How much work is done by friction in this scenario?

[Hughey85]

Hi everyone. I have another problem that is just stumping me. I posted this earlier and still can't understand it. Here it is...

A 1-kg ball starting at h = 6.1 meters slides down a smooth surface where it encounters a rough surface and is brought to rest at B, a distance 18.3 meters away. To the nearest joule what is the work done by friction?

Imagine the ball starting on top of a waterslide, sliding down with no friction, and then coming down onto the straight path that slows you down. I can find the Potential Energy of the ball, but don't know where to go from there! Pls help!

 

[Leong]

Law of conservation of energy :
Total energy in the beginning=Total energy in the end
mgh= W_f
The potential energy of the ball has been transformed to heat etc due to the work done by friction.

 

[wais]

In this scenario, the work done by friction can be calculated by using the formula W = Fd, where W is work, F is the force of friction, and d is the distance over which the force is applied. Since the ball is sliding down a smooth surface at the beginning, there is no friction and therefore no work is done. However, once the ball encounters the rough surface, friction comes into play and slows down the ball, bringing it to rest at point B.

To calculate the work done by friction, we need to first find the force of friction. This can be done by using the formula F = μN, where μ is the coefficient of friction and N is the normal force (equal to the weight of the ball, which is 1 kg in this case). The coefficient of friction depends on the roughness of the surface and can range from 0 (no friction) to 1 (maximum friction).

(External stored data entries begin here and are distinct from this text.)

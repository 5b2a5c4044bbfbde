//! A loaded document and the form state typed into it

use std::collections::HashMap;

use reqwest::Url;
use scraper::{ElementRef, Html, Selector};

use crate::domain::ports::{BrowserError, BrowserResult};

const CONTROLS: &str = "input, textarea, select";
/// Controls that submit their form when pressed
const SUBMIT_BUTTONS: &str = "button, input[type=submit], input[type=image]";

#[derive(Debug, Clone, Copy, PartialEq, Eq)]
pub enum Method {
    Get,
    Post,
}

/// A form about to be sent
#[derive(Debug, Clone, PartialEq, Eq)]
pub struct FormSubmission {
    pub method: Method,
    pub action: Url,
    pub fields: Vec<(String, String)>,
}

impl FormSubmission {
    pub fn field(&self, name: &str) -> Option<&str> {
        self.fields
            .iter()
            .find(|(n, _)| n == name)
            .map(|(_, v)| v.as_str())
    }
}

pub struct Page {
    url: Url,
    html: Html,
    /// Values typed into controls, keyed by document-order control index
    filled: HashMap<usize, String>,
}

fn selector(css: &str) -> BrowserResult<Selector> {
    Selector::parse(css).map_err(|_| BrowserError::InvalidSelector(css.to_string()))
}

/// Collapse runs of whitespace, as rendered text would
fn normalize(text: &str) -> String {
    text.split_whitespace().collect::<Vec<_>>().join(" ")
}

fn owning_form(el: ElementRef<'_>) -> Option<ElementRef<'_>> {
    el.ancestors()
        .filter_map(ElementRef::wrap)
        .find(|a| a.value().name() == "form")
}

/// `<button>` defaults to submit; `type=button` and `type=reset` do not send the form
fn submits_form(el: ElementRef<'_>) -> bool {
    let value = el.value();
    value.name() != "button"
        || value
            .attr("type")
            .map_or(true, |t| t.trim().eq_ignore_ascii_case("submit"))
}

fn element_text(el: ElementRef<'_>) -> String {
    normalize(&el.text().collect::<String>())
}

impl Page {
    pub fn parse(url: Url, body: &str) -> Self {
        Self {
            url,
            html: Html::parse_document(body),
            filled: HashMap::new(),
        }
    }

    pub fn url(&self) -> &Url {
        &self.url
    }

    fn scope(&self, within: Option<&str>) -> BrowserResult<ElementRef<'_>> {
        match within {
            None => Ok(self.html.root_element()),
            Some(css) => {
                let sel = selector(css)?;
                self.html
                    .select(&sel)
                    .next()
                    .ok_or_else(|| BrowserError::not_found("element", css, None))
            }
        }
    }

    fn resolve(&self, href: &str) -> BrowserResult<Url> {
        self.url.join(href).map_err(|e| BrowserError::InvalidUrl {
            url: href.to_string(),
            message: e.to_string(),
        })
    }

    /// Visible text of the document body
    pub fn text(&self) -> String {
        let root = match selector("body")
            .ok()
            .and_then(|sel| self.html.select(&sel).next())
        {
            Some(body) => body,
            None => self.html.root_element(),
        };

        let mut text = String::new();
        for node in root.descendants() {
            let Some(chunk) = node.value().as_text() else {
                continue;
            };
            let hidden = node
                .parent()
                .and_then(ElementRef::wrap)
                .is_some_and(|p| {
                    matches!(p.value().name(), "script" | "style" | "template" | "noscript")
                });
            if !hidden {
                text.push_str(chunk);
                text.push(' ');
            }
        }
        normalize(&text)
    }

    pub fn contains(&self, needle: &str) -> bool {
        self.text().contains(&normalize(needle))
    }

    pub fn has_selector(&self, css: &str) -> BrowserResult<bool> {
        let sel = selector(css)?;
        Ok(self.html.select(&sel).next().is_some())
    }

    /// Target of the link matching `locator` by text, id or title.
    ///
    /// Exact text matches win over partial ones.
    pub fn find_link(&self, within: Option<&str>, locator: &str) -> BrowserResult<Url> {
        let scope = self.scope(within)?;
        let sel = selector("a[href]")?;
        let wanted = normalize(locator);
        let links: Vec<ElementRef<'_>> = scope.select(&sel).collect();

        let exact = links.iter().find(|a| {
            element_text(**a) == wanted
                || a.value().id() == Some(locator)
                || a.value().attr("title") == Some(locator)
        });
        let link = exact
            .or_else(|| links.iter().find(|a| element_text(**a).contains(&wanted)))
            .ok_or_else(|| BrowserError::not_found("link", locator, within))?;

        let href = link.value().attr("href").unwrap_or_default();
        self.resolve(href)
    }

    /// Index of the control matching `locator` by id, name, or label text
    fn find_control(&self, within: Option<&str>, locator: &str) -> BrowserResult<usize> {
        let scope = self.scope(within)?;
        let controls = selector(CONTROLS)?;
        let labels = selector("label[for]")?;

        let label_target = scope
            .select(&labels)
            .find(|l| element_text(*l) == normalize(locator))
            .and_then(|l| l.value().attr("for"));

        let matches = |el: &ElementRef<'_>| {
            let value = el.value();
            value.id() == Some(locator)
                || value.attr("name") == Some(locator)
                || (label_target.is_some() && value.id() == label_target)
        };

        let found = scope
            .select(&controls)
            .find(|el| matches(el))
            .ok_or_else(|| BrowserError::not_found("field", locator, within))?;

        self.html
            .select(&controls)
            .position(|el| el == found)
            .ok_or_else(|| BrowserError::not_found("field", locator, within))
    }

    pub fn fill_in(&mut self, within: Option<&str>, locator: &str, value: &str) -> BrowserResult<()> {
        let index = self.find_control(within, locator)?;
        self.filled.insert(index, value.to_string());
        Ok(())
    }

    fn find_button(&self, within: Option<&str>, label: &str) -> BrowserResult<ElementRef<'_>> {
        let scope = self.scope(within)?;
        let sel = selector(SUBMIT_BUTTONS)?;
        let wanted = normalize(label);

        scope
            .select(&sel)
            .filter(|b| submits_form(*b))
            .find(|b| {
                let value = b.value();
                let caption = if value.name() == "button" {
                    element_text(*b)
                } else {
                    normalize(value.attr("value").unwrap_or_default())
                };
                caption == wanted
                    || value.id() == Some(label)
                    || value.attr("title") == Some(label)
                    || (value.name() == "input" && value.attr("alt") == Some(label))
            })
            .ok_or_else(|| BrowserError::not_found("button", label, within))
    }

    /// The request pressing `label` would send
    pub fn submission(&self, within: Option<&str>, label: &str) -> BrowserResult<FormSubmission> {
        let button = self.find_button(within, label)?;
        let form = owning_form(button).ok_or_else(|| BrowserError::not_found("form", label, within))?;
        self.build_submission(form, Some(button))
    }

    /// A form the page submits on load (SAML POST binding pages do this)
    pub fn auto_submission(&self) -> BrowserResult<Option<FormSubmission>> {
        let body = selector("body[onload]")?;
        let submits = self
            .html
            .select(&body)
            .next()
            .and_then(|b| b.value().attr("onload"))
            .is_some_and(|script| script.contains(".submit()"));
        if !submits {
            return Ok(None);
        }

        let forms = selector("form")?;
        match self.html.select(&forms).next() {
            Some(form) => self.build_submission(form, None).map(Some),
            None => Ok(None),
        }
    }

    fn build_submission(
        &self,
        form: ElementRef<'_>,
        clicked: Option<ElementRef<'_>>,
    ) -> BrowserResult<FormSubmission> {
        let method = match form.value().attr("method") {
            Some(m) if m.eq_ignore_ascii_case("post") => Method::Post,
            _ => Method::Get,
        };
        let action = match form.value().attr("action").filter(|a| !a.is_empty()) {
            Some(action) => self.resolve(action)?,
            None => self.url.clone(),
        };

        let controls = selector(CONTROLS)?;
        let options = selector("option")?;
        let mut fields = Vec::new();

        for (index, control) in self.html.select(&controls).enumerate() {
            if owning_form(control) != Some(form) {
                continue;
            }
            let value = control.value();
            let Some(name) = value.attr("name") else {
                continue;
            };
            if value.attr("disabled").is_some() {
                continue;
            }
            let typed = self.filled.get(&index).cloned();

            match value.name() {
                "textarea" => {
                    fields.push((name.to_string(), typed.unwrap_or_else(|| control.text().collect())));
                }
                "select" => {
                    let chosen = typed.or_else(|| {
                        let all: Vec<ElementRef<'_>> = control.select(&options).collect();
                        all.iter()
                            .find(|o| o.value().attr("selected").is_some())
                            .or_else(|| all.first())
                            .map(|o| {
                                o.value()
                                    .attr("value")
                                    .map(str::to_string)
                                    .unwrap_or_else(|| element_text(*o))
                            })
                    });
                    if let Some(chosen) = chosen {
                        fields.push((name.to_string(), chosen));
                    }
                }
                _ => {
                    let kind = value.attr("type").unwrap_or("text").to_ascii_lowercase();
                    match kind.as_str() {
                        "submit" | "image" | "button" | "reset" => {
                            if clicked == Some(control) {
                                fields.push((
                                    name.to_string(),
                                    value.attr("value").unwrap_or_default().to_string(),
                                ));
                            }
                        }
                        "checkbox" | "radio" => {
                            if value.attr("checked").is_some() {
                                fields.push((
                                    name.to_string(),
                                    value.attr("value").unwrap_or("on").to_string(),
                                ));
                            }
                        }
                        "file" => {}
                        _ => fields.push((
                            name.to_string(),
                            typed.unwrap_or_else(|| {
                                value.attr("value").unwrap_or_default().to_string()
                            }),
                        )),
                    }
                }
            }
        }

        // <button name=..> is not a control in the selector above
        if let Some(button) = clicked.filter(|b| b.value().name() == "button") {
            if let Some(name) = button.value().attr("name") {
                fields.push((
                    name.to_string(),
                    button.value().attr("value").unwrap_or_default().to_string(),
                ));
            }
        }

        Ok(FormSubmission {
            method,
            action,
            fields,
        })
    }
}
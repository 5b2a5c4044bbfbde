//! Login credentials fetched from the secrets file

use std::fmt;

use serde::Deserialize;

/// A username/password pair for one `(institution, user_type)`
#[derive(Clone, PartialEq, Eq, Deserialize)]
pub struct Credential {
    pub username: String,
    pub password: String,
}

impl Credential {
    pub fn new(username: impl Into<String>, password: impl Into<String>) -> Self {
        Self {
            username: username.into(),
            password: password.into(),
        }
    }
}

// Passwords stay out of logs and test failure output.
impl fmt::Debug for Credential {
    fn fmt(&self, f: &mut fmt::Formatter<'_>) -> fmt::Result {
        f.debug_struct("Credential")
            .field("username", &self.username)
            .field("password", &"<redacted>")
            .finish()
    }
}
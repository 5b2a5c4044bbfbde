//! Terminal capability detection

use is_terminal::IsTerminal;

#[derive(Debug, Clone, Copy, PartialEq, Eq)]
pub struct TerminalCapabilities {
    pub supports_unicode: bool,
}

pub fn detect_capabilities() -> TerminalCapabilities {
    detect_capabilities_impl(|key| std::env::var(key).ok(), std::io::stdout().is_terminal())
}

fn detect_capabilities_impl(
    get_env: impl Fn(&str) -> Option<String>,
    is_tty: bool,
) -> TerminalCapabilities {
    let term = get_env("TERM").unwrap_or_default();
    let term_is_dumb = term.eq_ignore_ascii_case("dumb");
    TerminalCapabilities {
        supports_unicode: is_tty && !term_is_dumb && unicode_locale(&get_env),
    }
}

fn unicode_locale(get_env: &impl Fn(&str) -> Option<String>) -> bool {
    ["LC_ALL", "LC_CTYPE", "LANG"]
        .iter()
        .find_map(|key| get_env(key).filter(|v| !v.is_empty()))
        .map(|v| {
            let v = v.to_lowercase();
            v.contains("utf-8") || v.contains("utf8")
        })
        .unwrap_or(false)
}
//! Logging bootstrap for the binary
//!
//! Events go to stderr so `--json` output on stdout stays parseable.
//! `RUST_LOG` takes precedence over the verbosity flags.

use tracing_subscriber::EnvFilter;

use crate::config::Verbosity;

/// Filter for the given verbosity, unless `RUST_LOG` is set
pub fn env_filter(verbosity: Verbosity) -> EnvFilter {
    EnvFilter::try_from_default_env().unwrap_or_else(|_| {
        EnvFilter::new(format!(
            "warn,pds_site={}",
            verbosity.filter_directive()
        ))
    })
}

/// Install the global subscriber
///
/// Calling this twice is harmless; the first subscriber stays.
pub fn init(verbosity: Verbosity) {
    let result = tracing_subscriber::fmt()
        .with_env_filter(env_filter(verbosity))
        .with_writer(std::io::stderr)
        .with_target(verbosity >= Verbosity::Debug)
        .without_time()
        .try_init();
    if result.is_err() {
        tracing::debug!("tracing subscriber already installed");
    }
}
//! Asset build use case

mod options;
mod plan;
mod result;
mod use_case;

pub use options::BuildOptions;
pub use plan::{bundle_config, plan_manifest};
pub use result::{BuildReport, DistFile};
pub use use_case::AssetBuilder;
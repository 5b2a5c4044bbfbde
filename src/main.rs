//! pds-site CLI
//!
//! Usage: pds-site <COMMAND>
//!
//! Commands:
//!   build      Compile stylesheets, bundle scripts and publish dist/
//!   vendors    Resolve configured vendor packages
//!   scenarios  Run access-flow scenarios

use std::process::ExitCode;

use clap::Parser;

use pds_site::presentation::Cli;

mod commands;
mod ui;

fn main() -> ExitCode {
    let cli = Cli::parse();
    let json = cli.json;
    let command = cli.command.name();

    match commands::dispatch(cli) {
        Ok(true) => ExitCode::SUCCESS,
        Ok(false) => ExitCode::FAILURE,
        Err(err) => {
            ui::print_error(command, &err, json);
            ExitCode::FAILURE
        }
    }
}
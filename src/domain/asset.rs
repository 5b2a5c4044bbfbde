//! Asset kinds and their directory conventions

use std::fmt;
use std::str::FromStr;

use serde::{Deserialize, Serialize};

/// Kind of site asset
#[derive(Debug, Clone, Copy, PartialEq, Eq, Hash, Serialize, Deserialize)]
#[serde(rename_all = "lowercase")]
pub enum AssetKind {
    /// Compiled CSS
    Stylesheets,
    /// Images (glyph fonts included, as vendors ship them there)
    Images,
    /// Bundled scripts
    Javascripts,
}

impl AssetKind {
    /// Every kind, in the order the distribution tree lists them
    pub const ALL: [AssetKind; 3] = [
        AssetKind::Stylesheets,
        AssetKind::Images,
        AssetKind::Javascripts,
    ];

    /// Directory name used under both `assets/` and `dist/`
    pub fn dir_name(self) -> &'static str {
        match self {
            AssetKind::Stylesheets => "css",
            AssetKind::Images => "images",
            AssetKind::Javascripts => "javascripts",
        }
    }

    /// Whether the bundler (rather than a plain copy) publishes this kind
    pub fn is_bundled(self) -> bool {
        matches!(self, AssetKind::Javascripts)
    }
}

impl fmt::Display for AssetKind {
    fn fmt(&self, f: &mut fmt::Formatter<'_>) -> fmt::Result {
        let name = match self {
            AssetKind::Stylesheets => "stylesheets",
            AssetKind::Images => "images",
            AssetKind::Javascripts => "javascripts",
        };
        f.write_str(name)
    }
}

impl FromStr for AssetKind {
    type Err = String;

    fn from_str(s: &str) -> Result<Self, Self::Err> {
        match s.trim().to_lowercase().as_str() {
            "stylesheets" | "css" => Ok(AssetKind::Stylesheets),
            "images" => Ok(AssetKind::Images),
            "javascripts" | "js" => Ok(AssetKind::Javascripts),
            other => Err(format!("unknown asset kind '{}'", other)),
        }
    }
}
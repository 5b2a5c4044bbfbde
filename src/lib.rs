//! pds-site - asset builder and access-flow harness for the library login site
//!
//! The builder assembles `dist/{css,images,javascripts}` from the project's
//! assets and its vendor packages. The harness drives a browser through
//! login and proxy-denial scenarios with credentials from a secrets file.

pub mod application;
pub mod config;
pub mod domain;
pub mod error;
pub mod infrastructure;
pub mod presentation;
pub mod telemetry;

// Re-exports for convenience
pub use application::{AssetBuilder, BuildOptions, BuildReport, HarnessReport, ScenarioRunner, StepRegistry};
pub use config::Config;
pub use domain::{AssetKind, BuildPhase, Campus, Scenario, Step, StepId, VendorPackage};
pub use error::{PdsError, PdsResult};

Next, we need to find the distance over which the force of friction is applied. This is equal to the distance between the starting point (h = 6.1 meters) and the point where the ball comes to rest (B = 18.3 meters). Therefore, d = 18.3 - 6.1 = 12.2 meters.

Now, we can plug in the values into the formula W = Fd. The force of friction is μN = μ(1 kg)(9.8 m/s^2) = 9.8μ N. Plugging this into the formula, we get W = (9.8μ N)(12.2 m) = 119.56 μ J. Since we are asked to round to the nearest joule, the work done by friction in this scenario is approximately 120 J.

I hope this helps! Remember, the key to solving problems like this is to understand the concepts and formulas involved, and then use them to apply to the specific scenario given. Good luck!